DATA FOR ANALYSIS

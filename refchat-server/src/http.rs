//! RefChat HTTP REST API
//!
//! Axum-based HTTP server exposing chat sessions to the browser client.
//!
//! Architecture: each endpoint has a thin axum handler that delegates to an
//! inner function returning `(StatusCode, json)`. The inner functions take the
//! store and responder directly and are tested without axum dispatch.
//!
//! Endpoints:
//! - GET    /health            - health check with store status
//! - GET    /version           - server version info
//! - GET    /api/sessions      - session summaries, store order
//! - GET    /api/new-chat      - create an empty session
//! - GET    /api/session/:id   - full session
//! - POST   /api/chat/:id      - ask a question, returns the assistant message
//! - DELETE /api/session/:id   - delete a session

use std::sync::Arc;

use anyhow::Result;
use axum::extract::rejection::JsonRejection;
use axum::extract::{Path, State};
use axum::http::{header, HeaderValue, Method, StatusCode};
use axum::response::IntoResponse;
use axum::routing::{get, post};
use axum::{Json, Router};
use refchat_core::{
    ChatError, FileSessionStore, RefchatConfig, ResponseSource, RoundRobin, SessionStore,
};
use serde_json::{json, Value};
use tokio::net::TcpListener;
use tokio::sync::broadcast;
use tower_http::cors::{AllowOrigin, CorsLayer};

/// Shared state for all HTTP handlers
#[derive(Clone)]
pub struct HttpState {
    pub store: Arc<dyn SessionStore>,
    pub responder: Arc<dyn ResponseSource>,
    pub config: RefchatConfig,
}

impl HttpState {
    /// Open the configured store file and use the built-in corpus.
    pub async fn from_config(config: RefchatConfig) -> Self {
        let store = FileSessionStore::open(&config.store.path).await;
        Self {
            store: Arc::new(store),
            responder: Arc::new(RoundRobin::with_builtin_corpus()),
            config,
        }
    }
}

/// Build the Axum router with all endpoints
pub fn build_router(state: Arc<HttpState>) -> Router {
    let cors = cors_layer(&state.config.http.allowed_origins);

    Router::new()
        .route("/health", get(health_handler))
        .route("/version", get(version_handler))
        .route("/api/sessions", get(list_sessions_handler))
        .route("/api/new-chat", get(new_chat_handler))
        .route(
            "/api/session/:id",
            get(get_session_handler).delete(delete_session_handler),
        )
        .route("/api/chat/:id", post(chat_handler))
        .layer(cors)
        .with_state(state)
}

/// Credentialed CORS restricted to `origins`. Requests without an Origin header pass through.
pub fn cors_layer(origins: &[String]) -> CorsLayer {
    let allowed: Vec<HeaderValue> = origins
        .iter()
        .filter_map(|o| match HeaderValue::from_str(o) {
            Ok(v) => Some(v),
            Err(e) => {
                tracing::warn!("Ignoring invalid allowed origin {:?}: {}", o, e);
                None
            }
        })
        .collect();

    CorsLayer::new()
        .allow_origin(AllowOrigin::list(allowed))
        .allow_credentials(true)
        .allow_methods([
            Method::GET,
            Method::POST,
            Method::PUT,
            Method::DELETE,
            Method::OPTIONS,
        ])
        .allow_headers([header::CONTENT_TYPE, header::AUTHORIZATION])
}

/// Start the HTTP server on the configured address.
/// Gracefully shuts down when the broadcast shutdown signal fires.
pub async fn start_http_server(
    config: RefchatConfig,
    mut shutdown: broadcast::Receiver<()>,
) -> Result<()> {
    let addr = config.bind_addr();
    let state = Arc::new(HttpState::from_config(config).await);

    let app = build_router(state);
    let listener = TcpListener::bind(&addr).await?;
    tracing::info!("RefChat HTTP API listening on http://{}", addr);

    axum::serve(listener, app)
        .with_graceful_shutdown(async move {
            let _ = shutdown.recv().await;
            tracing::info!("HTTP server shutting down...");
        })
        .await?;

    Ok(())
}

// ============================================================================
// Inner (directly testable) business logic functions
// ============================================================================

/// Inner health check - counts sessions and reports the store location.
pub async fn health_inner(store: &dyn SessionStore, store_path: &str) -> (StatusCode, Value) {
    match store.count().await {
        Ok(sessions) => (
            StatusCode::OK,
            json!({
                "status": "healthy",
                "version": env!("CARGO_PKG_VERSION"),
                "sessions": sessions,
                "store": store_path,
            }),
        ),
        Err(e) => (
            StatusCode::SERVICE_UNAVAILABLE,
            json!({
                "status": "unhealthy",
                "error": e.to_string(),
            }),
        ),
    }
}

/// Inner version - returns version info (pure, no IO).
pub fn version_inner() -> Value {
    json!({
        "version": env!("CARGO_PKG_VERSION"),
        "protocol": "refchat/1",
    })
}

pub async fn list_sessions_inner(store: &dyn SessionStore) -> (StatusCode, Value) {
    match store.list().await {
        Ok(summaries) => (StatusCode::OK, json!(summaries)),
        Err(e) => error_response(&e, "Failed to fetch sessions"),
    }
}

pub async fn new_chat_inner(store: &dyn SessionStore) -> (StatusCode, Value) {
    match store.create().await {
        Ok(session) => (StatusCode::OK, json!(session.new_session_reply())),
        Err(e) => error_response(&e, "Failed to create new chat"),
    }
}

pub async fn get_session_inner(store: &dyn SessionStore, id: &str) -> (StatusCode, Value) {
    match store.get(id).await {
        Ok(session) => (StatusCode::OK, json!(session)),
        Err(e) => error_response(&e, "Failed to fetch session"),
    }
}

/// Inner chat - an unknown session wins over a bad question, then the turn is recorded.
pub async fn chat_inner(
    store: &dyn SessionStore,
    responder: &dyn ResponseSource,
    id: &str,
    body: Option<Value>,
) -> (StatusCode, Value) {
    let question = match question_from(body.as_ref()) {
        Some(q) => q,
        None => {
            if let Err(e) = store.get(id).await {
                return error_response(&e, "Failed to process chat message");
            }
            return error_response(
                &ChatError::InvalidInput("Question is required".to_string()),
                "Failed to process chat message",
            );
        }
    };

    match store.exchange(id, question, responder).await {
        Ok(reply) => (StatusCode::OK, json!(reply)),
        Err(e) => {
            if !matches!(e, ChatError::NotFound(_)) {
                tracing::error!("Error processing chat: {}", e);
            }
            error_response(&e, "Failed to process chat message")
        }
    }
}

pub async fn delete_session_inner(store: &dyn SessionStore, id: &str) -> (StatusCode, Value) {
    match store.delete(id).await {
        Ok(_) => (
            StatusCode::OK,
            json!({
                "message": "Session deleted successfully",
                "sessionId": id,
            }),
        ),
        Err(ChatError::NotFound(_)) => {
            let available = store.count().await.unwrap_or(0);
            (
                StatusCode::NOT_FOUND,
                json!({
                    "error": "Session not found",
                    "requestedId": id,
                    "availableCount": available,
                }),
            )
        }
        Err(e) => {
            tracing::error!("Error deleting session {}: {}", id, e);
            (
                StatusCode::INTERNAL_SERVER_ERROR,
                json!({
                    "error": "Failed to delete session",
                    "details": e.to_string(),
                }),
            )
        }
    }
}

// ============================================================================
// Axum handler wrappers (thin - delegate to inner functions)
// ============================================================================

pub async fn health_handler(State(state): State<Arc<HttpState>>) -> impl IntoResponse {
    let (status, body) = health_inner(state.store.as_ref(), &state.config.store.path).await;
    (status, Json(body))
}

pub async fn version_handler() -> impl IntoResponse {
    (StatusCode::OK, Json(version_inner()))
}

pub async fn list_sessions_handler(State(state): State<Arc<HttpState>>) -> impl IntoResponse {
    let (status, body) = list_sessions_inner(state.store.as_ref()).await;
    (status, Json(body))
}

pub async fn new_chat_handler(State(state): State<Arc<HttpState>>) -> impl IntoResponse {
    let (status, body) = new_chat_inner(state.store.as_ref()).await;
    (status, Json(body))
}

pub async fn get_session_handler(
    State(state): State<Arc<HttpState>>,
    Path(id): Path<String>,
) -> impl IntoResponse {
    let (status, body) = get_session_inner(state.store.as_ref(), &id).await;
    (status, Json(body))
}

pub async fn chat_handler(
    State(state): State<Arc<HttpState>>,
    Path(id): Path<String>,
    body: Result<Json<Value>, JsonRejection>,
) -> impl IntoResponse {
    let body = match body {
        Ok(Json(v)) => Some(v),
        Err(e) => {
            tracing::debug!("Unreadable chat body for {}: {}", id, e);
            None
        }
    };
    let (status, body) =
        chat_inner(state.store.as_ref(), state.responder.as_ref(), &id, body).await;
    (status, Json(body))
}

pub async fn delete_session_handler(
    State(state): State<Arc<HttpState>>,
    Path(id): Path<String>,
) -> impl IntoResponse {
    let (status, body) = delete_session_inner(state.store.as_ref(), &id).await;
    (status, Json(body))
}

// ============================================================================
// Helpers
// ============================================================================

/// A non-empty string `question` field, if the body has one.
pub fn question_from(body: Option<&Value>) -> Option<&str> {
    body.and_then(|b| b.get("question"))
        .and_then(Value::as_str)
        .filter(|q| !q.is_empty())
}

/// Map a store error to an HTTP status and `{error}` body. `fallback` names server-side failures.
pub fn error_response(err: &ChatError, fallback: &str) -> (StatusCode, Value) {
    match err {
        ChatError::NotFound(_) => (
            StatusCode::NOT_FOUND,
            json!({ "error": "Session not found" }),
        ),
        ChatError::InvalidInput(msg) => (StatusCode::BAD_REQUEST, json!({ "error": msg })),
        other => {
            tracing::error!("{}: {}", fallback, other);
            (
                StatusCode::INTERNAL_SERVER_ERROR,
                json!({ "error": fallback }),
            )
        }
    }
}

// ============================================================================
// Unit Tests - call inner functions directly
// ============================================================================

TASK PROMPT
Repeat the lines from the first one in the records through the line containing "functions take the", exactly as written, and nothing else.

RESULT OF THE EXERCISE
filename refchat-server/src/http.rs
//! RefChat HTTP REST API
//!
//! Axum-based HTTP server exposing chat sessions to the browser client.
//!
//! Architecture: each endpoint has a thin axum handler that delegates to an
//! inner function returning `(StatusCode, json)`. The inner functions take the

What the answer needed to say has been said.